#### [GOAL OF THE EXERCISE]
Whenever the string "ResolvedCommit" turns up in a line of the data below, copy that line.

Data items
_ _ _ _ _ _ _

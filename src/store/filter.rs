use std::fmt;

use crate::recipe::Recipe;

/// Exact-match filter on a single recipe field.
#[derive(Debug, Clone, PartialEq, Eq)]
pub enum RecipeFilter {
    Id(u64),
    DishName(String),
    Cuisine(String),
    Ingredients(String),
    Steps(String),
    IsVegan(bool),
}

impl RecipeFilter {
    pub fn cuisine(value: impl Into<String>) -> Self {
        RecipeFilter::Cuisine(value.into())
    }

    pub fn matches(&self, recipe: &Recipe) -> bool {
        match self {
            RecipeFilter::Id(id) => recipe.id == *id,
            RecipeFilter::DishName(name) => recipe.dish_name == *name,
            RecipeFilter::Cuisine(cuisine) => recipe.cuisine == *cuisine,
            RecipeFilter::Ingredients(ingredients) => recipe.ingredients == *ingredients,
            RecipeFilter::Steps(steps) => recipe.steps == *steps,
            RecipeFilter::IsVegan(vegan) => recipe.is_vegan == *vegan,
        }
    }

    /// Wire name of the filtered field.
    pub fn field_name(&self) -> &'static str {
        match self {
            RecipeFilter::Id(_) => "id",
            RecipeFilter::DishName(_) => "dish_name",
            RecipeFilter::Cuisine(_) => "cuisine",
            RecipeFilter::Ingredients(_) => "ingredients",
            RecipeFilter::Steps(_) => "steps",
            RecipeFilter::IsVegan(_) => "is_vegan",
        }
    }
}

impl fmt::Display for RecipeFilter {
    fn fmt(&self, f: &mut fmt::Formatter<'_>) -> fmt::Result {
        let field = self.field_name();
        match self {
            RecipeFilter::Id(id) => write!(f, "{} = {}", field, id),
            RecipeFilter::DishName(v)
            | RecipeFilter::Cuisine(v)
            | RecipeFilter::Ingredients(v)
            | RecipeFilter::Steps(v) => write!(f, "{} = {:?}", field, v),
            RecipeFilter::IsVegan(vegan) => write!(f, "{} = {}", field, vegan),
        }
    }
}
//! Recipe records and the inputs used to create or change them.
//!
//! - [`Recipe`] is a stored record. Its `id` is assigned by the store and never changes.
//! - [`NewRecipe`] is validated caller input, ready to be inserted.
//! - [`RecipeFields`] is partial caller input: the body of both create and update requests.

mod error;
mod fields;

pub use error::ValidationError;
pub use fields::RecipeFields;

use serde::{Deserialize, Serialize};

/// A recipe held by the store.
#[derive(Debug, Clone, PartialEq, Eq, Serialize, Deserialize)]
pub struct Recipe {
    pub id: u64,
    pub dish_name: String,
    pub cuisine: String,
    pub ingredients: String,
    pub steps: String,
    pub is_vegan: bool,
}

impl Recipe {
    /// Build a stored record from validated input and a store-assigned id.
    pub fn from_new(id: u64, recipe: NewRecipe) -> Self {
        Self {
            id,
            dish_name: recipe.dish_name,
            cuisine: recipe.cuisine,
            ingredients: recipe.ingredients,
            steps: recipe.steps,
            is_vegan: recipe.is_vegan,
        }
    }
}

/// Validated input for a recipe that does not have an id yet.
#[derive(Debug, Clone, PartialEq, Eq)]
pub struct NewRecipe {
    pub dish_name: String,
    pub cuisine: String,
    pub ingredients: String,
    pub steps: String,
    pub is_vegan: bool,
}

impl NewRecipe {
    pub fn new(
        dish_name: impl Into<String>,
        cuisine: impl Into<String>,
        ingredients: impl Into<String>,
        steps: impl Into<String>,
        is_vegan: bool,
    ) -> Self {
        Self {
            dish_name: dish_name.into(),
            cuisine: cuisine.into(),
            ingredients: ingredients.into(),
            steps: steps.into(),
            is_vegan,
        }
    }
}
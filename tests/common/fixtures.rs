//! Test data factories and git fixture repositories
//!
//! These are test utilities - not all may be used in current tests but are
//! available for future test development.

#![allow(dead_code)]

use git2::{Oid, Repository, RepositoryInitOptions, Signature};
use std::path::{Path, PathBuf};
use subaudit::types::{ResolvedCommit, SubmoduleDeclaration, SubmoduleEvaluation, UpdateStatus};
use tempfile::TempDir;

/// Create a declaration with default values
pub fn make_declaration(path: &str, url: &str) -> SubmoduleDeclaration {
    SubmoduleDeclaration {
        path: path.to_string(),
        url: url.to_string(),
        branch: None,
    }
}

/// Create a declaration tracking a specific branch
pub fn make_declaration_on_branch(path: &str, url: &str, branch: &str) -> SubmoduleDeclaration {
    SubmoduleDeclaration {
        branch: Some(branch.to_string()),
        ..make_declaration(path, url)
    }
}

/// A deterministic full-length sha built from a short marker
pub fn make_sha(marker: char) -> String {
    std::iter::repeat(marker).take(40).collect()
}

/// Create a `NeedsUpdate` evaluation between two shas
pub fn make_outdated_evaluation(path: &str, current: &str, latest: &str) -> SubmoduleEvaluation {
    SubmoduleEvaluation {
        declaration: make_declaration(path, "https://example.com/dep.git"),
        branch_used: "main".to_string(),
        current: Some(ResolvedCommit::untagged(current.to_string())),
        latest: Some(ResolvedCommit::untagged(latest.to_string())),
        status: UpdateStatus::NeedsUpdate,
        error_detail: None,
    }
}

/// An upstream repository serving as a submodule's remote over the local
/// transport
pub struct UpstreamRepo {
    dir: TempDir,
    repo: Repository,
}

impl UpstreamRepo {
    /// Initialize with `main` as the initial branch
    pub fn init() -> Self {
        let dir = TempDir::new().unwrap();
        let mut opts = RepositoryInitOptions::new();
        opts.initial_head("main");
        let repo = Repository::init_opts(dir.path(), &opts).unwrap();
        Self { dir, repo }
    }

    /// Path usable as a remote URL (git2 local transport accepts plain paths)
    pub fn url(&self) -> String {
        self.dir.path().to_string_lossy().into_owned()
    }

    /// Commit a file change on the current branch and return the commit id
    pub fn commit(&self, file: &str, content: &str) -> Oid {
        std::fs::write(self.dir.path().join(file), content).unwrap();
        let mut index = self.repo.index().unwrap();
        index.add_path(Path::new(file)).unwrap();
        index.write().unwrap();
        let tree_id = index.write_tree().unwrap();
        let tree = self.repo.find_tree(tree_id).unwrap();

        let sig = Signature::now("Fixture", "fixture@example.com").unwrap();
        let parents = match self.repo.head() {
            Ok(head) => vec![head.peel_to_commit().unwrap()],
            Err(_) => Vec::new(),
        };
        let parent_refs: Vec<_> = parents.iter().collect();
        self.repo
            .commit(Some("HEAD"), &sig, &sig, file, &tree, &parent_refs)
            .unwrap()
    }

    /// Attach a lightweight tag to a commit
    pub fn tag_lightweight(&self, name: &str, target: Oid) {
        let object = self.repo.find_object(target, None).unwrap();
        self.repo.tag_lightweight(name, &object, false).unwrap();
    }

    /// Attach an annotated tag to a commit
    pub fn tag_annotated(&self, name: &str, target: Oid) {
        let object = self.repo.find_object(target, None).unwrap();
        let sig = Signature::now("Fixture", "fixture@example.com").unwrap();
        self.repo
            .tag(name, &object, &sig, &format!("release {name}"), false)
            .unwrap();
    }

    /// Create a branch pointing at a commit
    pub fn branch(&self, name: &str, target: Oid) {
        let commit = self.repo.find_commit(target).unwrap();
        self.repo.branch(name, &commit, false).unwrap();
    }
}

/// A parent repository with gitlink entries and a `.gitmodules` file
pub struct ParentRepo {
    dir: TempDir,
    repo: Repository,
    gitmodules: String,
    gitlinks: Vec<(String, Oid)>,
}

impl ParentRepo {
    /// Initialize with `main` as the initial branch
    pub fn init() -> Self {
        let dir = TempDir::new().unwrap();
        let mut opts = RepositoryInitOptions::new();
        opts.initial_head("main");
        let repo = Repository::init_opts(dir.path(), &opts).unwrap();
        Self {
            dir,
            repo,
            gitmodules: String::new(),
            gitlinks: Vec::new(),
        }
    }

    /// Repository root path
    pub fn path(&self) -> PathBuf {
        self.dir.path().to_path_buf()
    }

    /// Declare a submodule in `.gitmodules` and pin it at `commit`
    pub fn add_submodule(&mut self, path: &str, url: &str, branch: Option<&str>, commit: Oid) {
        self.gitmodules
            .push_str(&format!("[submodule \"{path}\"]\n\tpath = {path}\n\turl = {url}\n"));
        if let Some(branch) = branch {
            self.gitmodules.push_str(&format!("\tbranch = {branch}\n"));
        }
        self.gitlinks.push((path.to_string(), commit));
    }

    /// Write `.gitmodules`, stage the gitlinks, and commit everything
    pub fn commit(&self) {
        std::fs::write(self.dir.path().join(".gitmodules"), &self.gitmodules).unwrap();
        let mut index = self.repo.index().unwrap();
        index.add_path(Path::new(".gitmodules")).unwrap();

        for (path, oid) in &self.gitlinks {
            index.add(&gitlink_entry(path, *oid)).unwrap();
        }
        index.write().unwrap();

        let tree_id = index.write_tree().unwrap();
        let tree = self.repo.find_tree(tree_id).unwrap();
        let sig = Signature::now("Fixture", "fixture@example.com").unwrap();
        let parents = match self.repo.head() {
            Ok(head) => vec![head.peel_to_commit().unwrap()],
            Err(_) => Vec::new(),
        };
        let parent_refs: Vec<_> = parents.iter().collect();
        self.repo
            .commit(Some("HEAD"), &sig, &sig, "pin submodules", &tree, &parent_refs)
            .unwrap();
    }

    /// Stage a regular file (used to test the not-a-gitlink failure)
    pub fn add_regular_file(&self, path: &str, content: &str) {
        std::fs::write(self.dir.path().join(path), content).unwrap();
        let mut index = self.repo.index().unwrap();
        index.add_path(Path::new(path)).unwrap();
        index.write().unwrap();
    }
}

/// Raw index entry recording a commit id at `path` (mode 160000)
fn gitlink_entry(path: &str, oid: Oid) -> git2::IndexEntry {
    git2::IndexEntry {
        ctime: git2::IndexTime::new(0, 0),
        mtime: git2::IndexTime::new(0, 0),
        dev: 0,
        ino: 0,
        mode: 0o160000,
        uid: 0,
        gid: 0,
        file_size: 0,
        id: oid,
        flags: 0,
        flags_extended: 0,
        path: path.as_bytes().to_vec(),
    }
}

_ _ _ _ _ _ _

#### [OUTPUT BELOW]
use subaudit::types::{ResolvedCommit, SubmoduleDeclaration, SubmoduleEvaluation, UpdateStatus};
        current: Some(ResolvedCommit::untagged(current.to_string())),
        latest: Some(ResolvedCommit::untagged(latest.to_string())),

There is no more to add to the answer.